■ **PROBLEM DESCRIPTION**
From the records below, take each line where the string "itself" shows up and copy it.

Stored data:
....

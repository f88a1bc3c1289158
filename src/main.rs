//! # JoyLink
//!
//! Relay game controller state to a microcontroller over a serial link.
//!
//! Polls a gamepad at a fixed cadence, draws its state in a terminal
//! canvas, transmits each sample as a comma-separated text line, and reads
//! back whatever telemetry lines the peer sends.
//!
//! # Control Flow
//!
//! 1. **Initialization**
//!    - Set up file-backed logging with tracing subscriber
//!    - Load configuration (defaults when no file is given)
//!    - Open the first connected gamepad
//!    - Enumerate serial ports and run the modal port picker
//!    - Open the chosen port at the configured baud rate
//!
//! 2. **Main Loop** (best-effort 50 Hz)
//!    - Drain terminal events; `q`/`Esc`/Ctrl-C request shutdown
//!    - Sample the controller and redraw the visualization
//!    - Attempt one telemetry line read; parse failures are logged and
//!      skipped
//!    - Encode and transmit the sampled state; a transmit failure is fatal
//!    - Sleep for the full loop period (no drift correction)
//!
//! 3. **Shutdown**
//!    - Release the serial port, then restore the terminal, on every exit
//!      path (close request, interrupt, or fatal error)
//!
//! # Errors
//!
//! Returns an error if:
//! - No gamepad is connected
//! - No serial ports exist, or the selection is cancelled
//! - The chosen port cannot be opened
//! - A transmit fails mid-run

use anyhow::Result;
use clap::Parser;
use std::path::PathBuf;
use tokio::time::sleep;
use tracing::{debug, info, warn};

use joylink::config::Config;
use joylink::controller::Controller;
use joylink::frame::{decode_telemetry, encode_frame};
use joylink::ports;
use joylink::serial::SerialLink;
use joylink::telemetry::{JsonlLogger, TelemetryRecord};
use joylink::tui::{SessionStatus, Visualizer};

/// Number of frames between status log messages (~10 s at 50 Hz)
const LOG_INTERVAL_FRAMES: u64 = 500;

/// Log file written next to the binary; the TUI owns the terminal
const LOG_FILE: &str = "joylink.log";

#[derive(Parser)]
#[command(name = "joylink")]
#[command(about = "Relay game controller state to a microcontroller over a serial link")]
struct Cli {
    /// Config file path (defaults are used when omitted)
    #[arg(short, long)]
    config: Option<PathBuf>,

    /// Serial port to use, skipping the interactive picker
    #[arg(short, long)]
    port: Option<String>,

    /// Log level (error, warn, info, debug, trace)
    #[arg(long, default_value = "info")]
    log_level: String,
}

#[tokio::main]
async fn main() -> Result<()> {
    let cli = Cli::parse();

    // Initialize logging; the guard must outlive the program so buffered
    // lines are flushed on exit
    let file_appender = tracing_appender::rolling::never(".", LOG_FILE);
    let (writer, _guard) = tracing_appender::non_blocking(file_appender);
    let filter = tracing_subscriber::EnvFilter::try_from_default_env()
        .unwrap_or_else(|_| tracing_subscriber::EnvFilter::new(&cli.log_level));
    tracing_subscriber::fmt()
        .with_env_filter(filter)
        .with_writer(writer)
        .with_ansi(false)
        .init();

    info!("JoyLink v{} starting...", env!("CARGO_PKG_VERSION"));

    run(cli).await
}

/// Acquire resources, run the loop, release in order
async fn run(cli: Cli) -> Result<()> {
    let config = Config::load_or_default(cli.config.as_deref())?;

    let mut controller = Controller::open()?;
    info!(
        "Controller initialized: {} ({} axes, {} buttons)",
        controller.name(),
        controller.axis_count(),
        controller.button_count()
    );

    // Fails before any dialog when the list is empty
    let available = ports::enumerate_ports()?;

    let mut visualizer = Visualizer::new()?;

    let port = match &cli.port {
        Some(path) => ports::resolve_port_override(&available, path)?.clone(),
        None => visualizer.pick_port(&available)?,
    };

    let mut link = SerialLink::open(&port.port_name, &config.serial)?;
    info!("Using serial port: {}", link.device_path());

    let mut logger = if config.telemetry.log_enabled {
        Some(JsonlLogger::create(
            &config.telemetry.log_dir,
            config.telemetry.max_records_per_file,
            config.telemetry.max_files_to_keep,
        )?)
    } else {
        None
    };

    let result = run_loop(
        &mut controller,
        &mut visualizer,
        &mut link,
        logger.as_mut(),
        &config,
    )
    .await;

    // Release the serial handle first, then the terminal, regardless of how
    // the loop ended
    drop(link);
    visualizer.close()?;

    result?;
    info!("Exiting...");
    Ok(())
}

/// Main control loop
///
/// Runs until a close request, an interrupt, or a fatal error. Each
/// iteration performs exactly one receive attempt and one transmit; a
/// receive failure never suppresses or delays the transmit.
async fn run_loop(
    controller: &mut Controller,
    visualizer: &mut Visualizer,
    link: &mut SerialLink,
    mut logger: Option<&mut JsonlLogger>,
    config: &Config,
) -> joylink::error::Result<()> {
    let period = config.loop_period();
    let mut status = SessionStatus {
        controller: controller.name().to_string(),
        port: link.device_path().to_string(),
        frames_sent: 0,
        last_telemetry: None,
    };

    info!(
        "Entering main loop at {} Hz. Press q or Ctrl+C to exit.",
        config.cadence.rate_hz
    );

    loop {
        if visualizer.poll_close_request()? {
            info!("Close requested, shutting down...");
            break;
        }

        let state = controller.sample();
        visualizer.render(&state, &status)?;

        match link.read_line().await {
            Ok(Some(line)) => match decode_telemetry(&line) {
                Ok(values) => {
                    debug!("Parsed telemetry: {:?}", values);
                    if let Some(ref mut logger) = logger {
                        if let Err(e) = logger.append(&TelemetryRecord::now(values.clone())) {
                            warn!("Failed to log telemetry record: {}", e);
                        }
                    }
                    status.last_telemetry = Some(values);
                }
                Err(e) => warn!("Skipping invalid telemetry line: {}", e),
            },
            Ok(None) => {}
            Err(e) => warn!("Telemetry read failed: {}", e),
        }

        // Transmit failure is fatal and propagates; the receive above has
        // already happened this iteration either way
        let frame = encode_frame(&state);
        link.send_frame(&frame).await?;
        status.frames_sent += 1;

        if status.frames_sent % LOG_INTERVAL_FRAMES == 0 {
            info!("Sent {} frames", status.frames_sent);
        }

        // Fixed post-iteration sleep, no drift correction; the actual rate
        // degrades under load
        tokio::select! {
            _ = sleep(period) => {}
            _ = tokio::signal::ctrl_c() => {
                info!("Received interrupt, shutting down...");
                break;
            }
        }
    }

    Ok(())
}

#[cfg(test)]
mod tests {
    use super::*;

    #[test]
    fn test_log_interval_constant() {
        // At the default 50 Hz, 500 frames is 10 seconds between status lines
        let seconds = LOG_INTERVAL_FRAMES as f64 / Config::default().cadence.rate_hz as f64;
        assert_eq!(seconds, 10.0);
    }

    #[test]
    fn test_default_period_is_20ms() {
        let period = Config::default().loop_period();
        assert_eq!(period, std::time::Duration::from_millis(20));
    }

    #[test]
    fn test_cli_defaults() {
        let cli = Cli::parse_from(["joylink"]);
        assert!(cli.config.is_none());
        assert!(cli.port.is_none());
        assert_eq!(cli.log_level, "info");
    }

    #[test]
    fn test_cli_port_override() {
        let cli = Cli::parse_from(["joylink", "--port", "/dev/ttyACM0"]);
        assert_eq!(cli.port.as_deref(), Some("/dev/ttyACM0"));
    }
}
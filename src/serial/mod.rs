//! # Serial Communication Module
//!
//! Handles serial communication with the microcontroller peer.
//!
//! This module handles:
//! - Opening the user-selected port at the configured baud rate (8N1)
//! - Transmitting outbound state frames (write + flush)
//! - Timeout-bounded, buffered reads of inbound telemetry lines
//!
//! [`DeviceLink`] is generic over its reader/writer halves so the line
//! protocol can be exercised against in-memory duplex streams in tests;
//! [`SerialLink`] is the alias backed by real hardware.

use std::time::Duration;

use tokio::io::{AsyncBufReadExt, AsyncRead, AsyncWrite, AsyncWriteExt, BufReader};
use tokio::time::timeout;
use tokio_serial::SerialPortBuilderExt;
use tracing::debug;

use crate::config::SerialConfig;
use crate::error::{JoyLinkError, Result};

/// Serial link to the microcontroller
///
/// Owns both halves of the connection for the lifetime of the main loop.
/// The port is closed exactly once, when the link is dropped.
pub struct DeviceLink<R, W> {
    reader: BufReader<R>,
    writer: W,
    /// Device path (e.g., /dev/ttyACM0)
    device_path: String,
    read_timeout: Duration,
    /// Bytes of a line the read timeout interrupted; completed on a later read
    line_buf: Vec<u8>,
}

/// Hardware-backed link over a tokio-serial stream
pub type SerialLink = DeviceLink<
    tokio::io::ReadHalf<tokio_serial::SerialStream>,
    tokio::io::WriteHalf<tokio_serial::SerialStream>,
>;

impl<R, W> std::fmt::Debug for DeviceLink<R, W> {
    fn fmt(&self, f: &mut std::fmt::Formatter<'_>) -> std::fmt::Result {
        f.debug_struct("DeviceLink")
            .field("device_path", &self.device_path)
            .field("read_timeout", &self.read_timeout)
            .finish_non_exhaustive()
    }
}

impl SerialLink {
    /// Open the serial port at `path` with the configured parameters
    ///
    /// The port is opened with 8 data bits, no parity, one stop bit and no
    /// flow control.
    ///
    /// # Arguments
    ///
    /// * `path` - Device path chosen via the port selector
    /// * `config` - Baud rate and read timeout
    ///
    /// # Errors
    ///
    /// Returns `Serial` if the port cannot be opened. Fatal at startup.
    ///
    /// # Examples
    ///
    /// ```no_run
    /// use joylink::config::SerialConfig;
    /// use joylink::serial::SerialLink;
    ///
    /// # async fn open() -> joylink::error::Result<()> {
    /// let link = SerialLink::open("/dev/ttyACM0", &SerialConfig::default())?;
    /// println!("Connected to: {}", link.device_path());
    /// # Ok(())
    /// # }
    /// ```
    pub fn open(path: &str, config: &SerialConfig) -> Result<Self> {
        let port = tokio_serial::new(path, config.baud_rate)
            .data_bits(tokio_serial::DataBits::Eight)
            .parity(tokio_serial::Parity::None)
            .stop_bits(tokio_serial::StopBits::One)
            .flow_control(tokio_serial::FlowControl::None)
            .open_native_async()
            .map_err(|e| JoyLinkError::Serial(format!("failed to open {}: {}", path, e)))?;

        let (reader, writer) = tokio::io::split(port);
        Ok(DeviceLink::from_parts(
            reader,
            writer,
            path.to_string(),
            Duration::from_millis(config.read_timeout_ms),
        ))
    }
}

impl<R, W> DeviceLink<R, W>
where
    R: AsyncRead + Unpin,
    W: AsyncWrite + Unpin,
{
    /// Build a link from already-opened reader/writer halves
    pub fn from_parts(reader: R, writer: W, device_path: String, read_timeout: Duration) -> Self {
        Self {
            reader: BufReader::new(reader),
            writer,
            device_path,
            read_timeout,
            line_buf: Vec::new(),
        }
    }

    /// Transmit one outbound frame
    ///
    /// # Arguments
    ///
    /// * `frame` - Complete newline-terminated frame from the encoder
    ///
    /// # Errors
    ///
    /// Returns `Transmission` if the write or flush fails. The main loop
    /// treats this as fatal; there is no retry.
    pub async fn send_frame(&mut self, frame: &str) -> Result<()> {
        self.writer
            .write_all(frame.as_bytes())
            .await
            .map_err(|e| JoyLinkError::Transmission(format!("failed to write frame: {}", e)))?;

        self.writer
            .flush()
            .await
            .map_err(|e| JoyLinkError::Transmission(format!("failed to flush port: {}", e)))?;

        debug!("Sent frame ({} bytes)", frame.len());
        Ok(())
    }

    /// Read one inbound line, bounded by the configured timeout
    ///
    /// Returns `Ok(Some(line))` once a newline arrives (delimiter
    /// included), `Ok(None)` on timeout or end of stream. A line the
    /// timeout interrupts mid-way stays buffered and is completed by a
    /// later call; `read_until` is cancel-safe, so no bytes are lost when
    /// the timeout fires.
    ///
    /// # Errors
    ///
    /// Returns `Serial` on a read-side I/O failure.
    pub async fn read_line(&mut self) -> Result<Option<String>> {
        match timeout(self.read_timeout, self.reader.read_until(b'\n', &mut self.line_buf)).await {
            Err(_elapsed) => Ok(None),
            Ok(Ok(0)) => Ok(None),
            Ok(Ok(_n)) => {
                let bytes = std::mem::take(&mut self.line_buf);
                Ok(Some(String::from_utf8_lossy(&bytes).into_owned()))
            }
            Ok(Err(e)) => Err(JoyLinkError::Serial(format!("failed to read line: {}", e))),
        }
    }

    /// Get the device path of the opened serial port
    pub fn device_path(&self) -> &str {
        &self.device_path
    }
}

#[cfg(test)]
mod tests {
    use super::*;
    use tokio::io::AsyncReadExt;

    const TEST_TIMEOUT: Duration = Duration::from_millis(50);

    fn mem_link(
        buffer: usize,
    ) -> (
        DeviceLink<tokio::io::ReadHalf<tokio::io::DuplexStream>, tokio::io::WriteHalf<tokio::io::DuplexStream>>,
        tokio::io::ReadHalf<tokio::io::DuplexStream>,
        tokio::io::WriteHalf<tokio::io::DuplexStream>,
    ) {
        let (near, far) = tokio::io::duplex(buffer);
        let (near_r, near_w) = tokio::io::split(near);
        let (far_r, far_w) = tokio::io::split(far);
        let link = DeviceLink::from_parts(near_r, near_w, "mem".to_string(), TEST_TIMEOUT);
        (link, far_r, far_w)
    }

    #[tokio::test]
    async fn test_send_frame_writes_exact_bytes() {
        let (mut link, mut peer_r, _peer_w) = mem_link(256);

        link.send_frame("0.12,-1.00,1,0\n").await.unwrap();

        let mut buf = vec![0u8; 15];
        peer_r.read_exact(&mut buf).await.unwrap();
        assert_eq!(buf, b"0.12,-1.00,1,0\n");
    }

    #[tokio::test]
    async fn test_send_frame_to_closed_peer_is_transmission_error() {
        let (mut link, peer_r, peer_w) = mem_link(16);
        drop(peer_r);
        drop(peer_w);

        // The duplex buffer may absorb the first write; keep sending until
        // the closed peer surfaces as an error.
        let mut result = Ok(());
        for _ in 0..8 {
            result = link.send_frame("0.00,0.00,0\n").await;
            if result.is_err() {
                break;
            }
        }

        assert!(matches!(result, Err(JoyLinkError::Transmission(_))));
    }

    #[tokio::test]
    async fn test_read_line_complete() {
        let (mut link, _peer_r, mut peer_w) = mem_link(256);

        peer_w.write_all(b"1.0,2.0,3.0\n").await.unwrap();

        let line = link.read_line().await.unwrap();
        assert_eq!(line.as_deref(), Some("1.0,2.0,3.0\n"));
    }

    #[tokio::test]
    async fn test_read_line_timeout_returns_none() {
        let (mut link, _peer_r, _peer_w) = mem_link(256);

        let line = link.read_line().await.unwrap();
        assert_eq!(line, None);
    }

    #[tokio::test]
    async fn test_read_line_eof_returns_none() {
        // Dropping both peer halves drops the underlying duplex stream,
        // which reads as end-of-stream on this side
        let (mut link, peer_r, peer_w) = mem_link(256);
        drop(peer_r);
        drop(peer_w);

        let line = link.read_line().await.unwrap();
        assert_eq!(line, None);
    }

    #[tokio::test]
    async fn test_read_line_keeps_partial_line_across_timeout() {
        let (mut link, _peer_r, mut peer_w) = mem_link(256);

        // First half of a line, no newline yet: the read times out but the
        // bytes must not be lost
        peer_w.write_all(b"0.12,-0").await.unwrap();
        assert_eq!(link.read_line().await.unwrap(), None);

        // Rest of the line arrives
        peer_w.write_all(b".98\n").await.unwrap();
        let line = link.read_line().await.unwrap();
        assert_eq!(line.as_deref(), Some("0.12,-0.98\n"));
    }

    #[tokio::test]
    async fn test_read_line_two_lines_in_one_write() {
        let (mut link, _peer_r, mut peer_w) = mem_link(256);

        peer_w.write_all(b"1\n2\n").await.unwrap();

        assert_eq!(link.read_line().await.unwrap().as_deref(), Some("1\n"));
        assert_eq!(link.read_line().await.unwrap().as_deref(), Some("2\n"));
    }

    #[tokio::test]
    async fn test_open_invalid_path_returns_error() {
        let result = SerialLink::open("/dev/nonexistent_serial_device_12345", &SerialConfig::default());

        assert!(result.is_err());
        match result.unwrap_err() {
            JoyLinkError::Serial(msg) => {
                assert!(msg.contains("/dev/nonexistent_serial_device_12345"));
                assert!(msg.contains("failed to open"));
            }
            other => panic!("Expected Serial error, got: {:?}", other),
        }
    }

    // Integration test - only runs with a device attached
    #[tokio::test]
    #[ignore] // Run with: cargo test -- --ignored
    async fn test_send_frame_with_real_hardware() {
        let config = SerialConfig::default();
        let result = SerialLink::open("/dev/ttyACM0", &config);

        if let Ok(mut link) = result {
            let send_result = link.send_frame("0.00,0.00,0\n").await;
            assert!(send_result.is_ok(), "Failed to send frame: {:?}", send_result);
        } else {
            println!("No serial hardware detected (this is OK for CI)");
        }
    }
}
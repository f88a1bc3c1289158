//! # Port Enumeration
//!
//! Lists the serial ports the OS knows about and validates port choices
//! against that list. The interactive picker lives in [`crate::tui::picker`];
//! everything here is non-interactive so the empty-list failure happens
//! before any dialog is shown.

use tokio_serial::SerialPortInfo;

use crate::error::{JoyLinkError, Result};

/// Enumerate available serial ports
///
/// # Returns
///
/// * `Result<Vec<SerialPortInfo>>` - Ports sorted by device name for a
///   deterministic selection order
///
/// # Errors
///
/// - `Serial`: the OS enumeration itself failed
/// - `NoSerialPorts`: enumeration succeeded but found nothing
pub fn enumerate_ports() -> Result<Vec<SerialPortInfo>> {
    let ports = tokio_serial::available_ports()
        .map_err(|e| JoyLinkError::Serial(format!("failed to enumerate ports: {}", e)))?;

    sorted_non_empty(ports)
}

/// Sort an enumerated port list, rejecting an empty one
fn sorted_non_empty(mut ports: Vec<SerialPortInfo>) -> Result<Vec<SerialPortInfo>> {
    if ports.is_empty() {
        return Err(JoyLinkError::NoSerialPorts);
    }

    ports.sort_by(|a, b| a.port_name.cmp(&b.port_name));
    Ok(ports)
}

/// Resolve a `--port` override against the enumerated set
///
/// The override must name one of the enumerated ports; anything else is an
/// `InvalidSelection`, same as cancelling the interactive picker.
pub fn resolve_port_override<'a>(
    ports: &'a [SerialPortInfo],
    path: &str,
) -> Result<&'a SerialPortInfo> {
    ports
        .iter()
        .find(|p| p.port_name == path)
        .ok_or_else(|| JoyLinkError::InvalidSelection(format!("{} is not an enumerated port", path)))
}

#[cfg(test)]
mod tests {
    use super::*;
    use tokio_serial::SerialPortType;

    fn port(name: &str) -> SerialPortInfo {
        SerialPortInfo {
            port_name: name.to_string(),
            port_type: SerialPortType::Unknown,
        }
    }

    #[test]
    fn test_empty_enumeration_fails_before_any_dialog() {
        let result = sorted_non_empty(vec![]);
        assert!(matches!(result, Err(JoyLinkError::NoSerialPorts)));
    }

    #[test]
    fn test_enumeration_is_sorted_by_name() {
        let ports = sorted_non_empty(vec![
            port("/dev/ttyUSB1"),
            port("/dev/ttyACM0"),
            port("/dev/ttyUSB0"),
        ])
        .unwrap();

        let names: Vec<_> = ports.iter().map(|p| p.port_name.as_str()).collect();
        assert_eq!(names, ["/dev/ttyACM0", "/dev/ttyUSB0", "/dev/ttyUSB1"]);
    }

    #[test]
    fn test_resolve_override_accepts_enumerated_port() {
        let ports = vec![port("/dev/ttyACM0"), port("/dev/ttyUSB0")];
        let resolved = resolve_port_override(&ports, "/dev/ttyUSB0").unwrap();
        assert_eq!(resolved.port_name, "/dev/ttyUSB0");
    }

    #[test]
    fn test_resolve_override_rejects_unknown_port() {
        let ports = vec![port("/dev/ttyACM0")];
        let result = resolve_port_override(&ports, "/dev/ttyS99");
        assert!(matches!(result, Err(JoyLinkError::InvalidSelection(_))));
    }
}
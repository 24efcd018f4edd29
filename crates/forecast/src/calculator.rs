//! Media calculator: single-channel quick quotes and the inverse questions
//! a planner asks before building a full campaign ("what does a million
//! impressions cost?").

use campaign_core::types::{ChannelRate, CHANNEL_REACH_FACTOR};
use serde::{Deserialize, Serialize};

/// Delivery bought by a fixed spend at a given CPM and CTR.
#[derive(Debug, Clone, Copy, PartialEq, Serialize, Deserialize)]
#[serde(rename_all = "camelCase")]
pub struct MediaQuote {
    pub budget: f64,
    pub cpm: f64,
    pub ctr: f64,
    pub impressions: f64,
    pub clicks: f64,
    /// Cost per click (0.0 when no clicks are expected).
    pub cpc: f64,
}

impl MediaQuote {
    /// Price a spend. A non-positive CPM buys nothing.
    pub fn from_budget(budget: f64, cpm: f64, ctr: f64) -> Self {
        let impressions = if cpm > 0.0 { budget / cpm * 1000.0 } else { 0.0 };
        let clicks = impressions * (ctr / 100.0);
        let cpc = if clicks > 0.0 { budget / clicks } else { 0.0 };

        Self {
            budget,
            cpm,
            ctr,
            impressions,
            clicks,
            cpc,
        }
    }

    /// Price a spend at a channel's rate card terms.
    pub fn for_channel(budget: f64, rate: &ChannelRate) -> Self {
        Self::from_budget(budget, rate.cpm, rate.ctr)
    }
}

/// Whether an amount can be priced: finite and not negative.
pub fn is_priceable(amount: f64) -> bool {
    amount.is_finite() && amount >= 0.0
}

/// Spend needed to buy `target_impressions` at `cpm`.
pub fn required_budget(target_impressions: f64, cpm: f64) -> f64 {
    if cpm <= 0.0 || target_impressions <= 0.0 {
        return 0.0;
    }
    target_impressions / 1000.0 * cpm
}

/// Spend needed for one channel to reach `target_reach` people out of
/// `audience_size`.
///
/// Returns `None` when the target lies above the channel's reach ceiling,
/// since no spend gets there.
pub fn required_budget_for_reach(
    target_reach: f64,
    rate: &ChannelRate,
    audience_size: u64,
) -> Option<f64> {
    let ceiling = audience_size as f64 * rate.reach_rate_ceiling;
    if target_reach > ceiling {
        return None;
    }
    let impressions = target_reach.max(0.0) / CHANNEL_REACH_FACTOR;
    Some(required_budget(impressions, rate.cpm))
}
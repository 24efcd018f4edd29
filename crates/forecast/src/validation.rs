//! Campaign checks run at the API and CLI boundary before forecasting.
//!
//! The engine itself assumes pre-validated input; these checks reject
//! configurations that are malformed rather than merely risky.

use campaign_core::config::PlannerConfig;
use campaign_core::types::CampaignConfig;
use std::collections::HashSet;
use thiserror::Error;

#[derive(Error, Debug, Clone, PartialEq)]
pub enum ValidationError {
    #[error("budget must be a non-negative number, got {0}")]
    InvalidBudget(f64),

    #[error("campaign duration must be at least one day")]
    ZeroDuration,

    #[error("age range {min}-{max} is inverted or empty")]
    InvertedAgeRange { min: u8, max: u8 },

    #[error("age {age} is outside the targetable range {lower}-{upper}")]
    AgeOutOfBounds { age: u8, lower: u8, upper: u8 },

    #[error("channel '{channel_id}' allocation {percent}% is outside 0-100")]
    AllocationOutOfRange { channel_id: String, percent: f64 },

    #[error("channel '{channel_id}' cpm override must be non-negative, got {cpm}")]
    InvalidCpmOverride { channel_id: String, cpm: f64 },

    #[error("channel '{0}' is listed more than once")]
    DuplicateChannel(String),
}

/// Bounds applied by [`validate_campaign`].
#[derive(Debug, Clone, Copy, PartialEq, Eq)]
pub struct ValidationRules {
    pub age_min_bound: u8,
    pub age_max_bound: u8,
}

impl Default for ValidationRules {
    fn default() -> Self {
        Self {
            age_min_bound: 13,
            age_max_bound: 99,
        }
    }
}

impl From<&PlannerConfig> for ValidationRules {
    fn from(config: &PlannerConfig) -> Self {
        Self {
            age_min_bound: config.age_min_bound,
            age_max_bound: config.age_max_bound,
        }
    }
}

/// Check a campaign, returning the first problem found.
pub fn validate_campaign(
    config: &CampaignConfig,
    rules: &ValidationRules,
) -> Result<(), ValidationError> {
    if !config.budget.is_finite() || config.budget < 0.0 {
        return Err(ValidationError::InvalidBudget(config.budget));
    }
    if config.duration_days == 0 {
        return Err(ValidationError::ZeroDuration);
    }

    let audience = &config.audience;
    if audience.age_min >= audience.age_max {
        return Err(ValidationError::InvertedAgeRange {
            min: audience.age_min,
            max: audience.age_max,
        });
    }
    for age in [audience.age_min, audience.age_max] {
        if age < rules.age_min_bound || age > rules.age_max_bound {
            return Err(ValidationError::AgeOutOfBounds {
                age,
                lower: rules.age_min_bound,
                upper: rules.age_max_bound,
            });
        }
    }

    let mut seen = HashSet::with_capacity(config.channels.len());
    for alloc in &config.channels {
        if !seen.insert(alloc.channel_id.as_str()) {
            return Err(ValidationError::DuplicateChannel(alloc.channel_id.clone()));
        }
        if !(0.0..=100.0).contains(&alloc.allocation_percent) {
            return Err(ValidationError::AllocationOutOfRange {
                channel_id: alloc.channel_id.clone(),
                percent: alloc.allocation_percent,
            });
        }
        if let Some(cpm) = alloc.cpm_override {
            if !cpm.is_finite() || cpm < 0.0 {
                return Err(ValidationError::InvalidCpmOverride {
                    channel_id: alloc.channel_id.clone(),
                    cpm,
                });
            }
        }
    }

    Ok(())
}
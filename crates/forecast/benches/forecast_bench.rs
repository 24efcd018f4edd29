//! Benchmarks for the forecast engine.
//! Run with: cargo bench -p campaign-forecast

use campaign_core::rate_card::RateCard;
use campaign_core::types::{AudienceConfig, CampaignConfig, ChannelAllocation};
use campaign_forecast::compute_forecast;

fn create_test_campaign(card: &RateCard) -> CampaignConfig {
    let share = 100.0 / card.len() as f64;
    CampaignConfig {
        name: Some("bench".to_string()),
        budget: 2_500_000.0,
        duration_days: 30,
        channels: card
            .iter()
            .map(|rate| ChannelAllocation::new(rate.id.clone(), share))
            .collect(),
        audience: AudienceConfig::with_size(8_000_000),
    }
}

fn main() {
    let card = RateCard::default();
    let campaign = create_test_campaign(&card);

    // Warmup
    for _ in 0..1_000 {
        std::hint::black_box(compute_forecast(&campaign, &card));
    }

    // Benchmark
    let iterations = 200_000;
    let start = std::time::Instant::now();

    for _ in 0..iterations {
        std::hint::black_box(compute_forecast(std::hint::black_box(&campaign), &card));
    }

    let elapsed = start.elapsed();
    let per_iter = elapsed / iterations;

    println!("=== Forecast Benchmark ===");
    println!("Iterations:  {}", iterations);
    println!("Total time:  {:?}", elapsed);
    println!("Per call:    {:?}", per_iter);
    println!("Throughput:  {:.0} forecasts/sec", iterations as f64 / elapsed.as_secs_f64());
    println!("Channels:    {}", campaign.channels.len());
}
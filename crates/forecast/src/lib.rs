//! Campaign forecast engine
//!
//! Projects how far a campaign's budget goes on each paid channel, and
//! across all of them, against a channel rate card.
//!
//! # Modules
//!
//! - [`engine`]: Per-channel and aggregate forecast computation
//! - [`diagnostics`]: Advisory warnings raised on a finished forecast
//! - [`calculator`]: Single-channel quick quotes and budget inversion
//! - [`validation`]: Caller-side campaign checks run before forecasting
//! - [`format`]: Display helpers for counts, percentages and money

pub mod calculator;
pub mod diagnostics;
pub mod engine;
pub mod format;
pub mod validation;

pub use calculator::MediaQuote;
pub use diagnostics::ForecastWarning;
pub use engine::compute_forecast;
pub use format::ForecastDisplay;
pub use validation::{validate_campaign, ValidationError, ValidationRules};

....

■ **ANSWER BELOW**
/// - `Serial`: the OS enumeration itself failed
//! The engine itself assumes pre-validated input; these checks reject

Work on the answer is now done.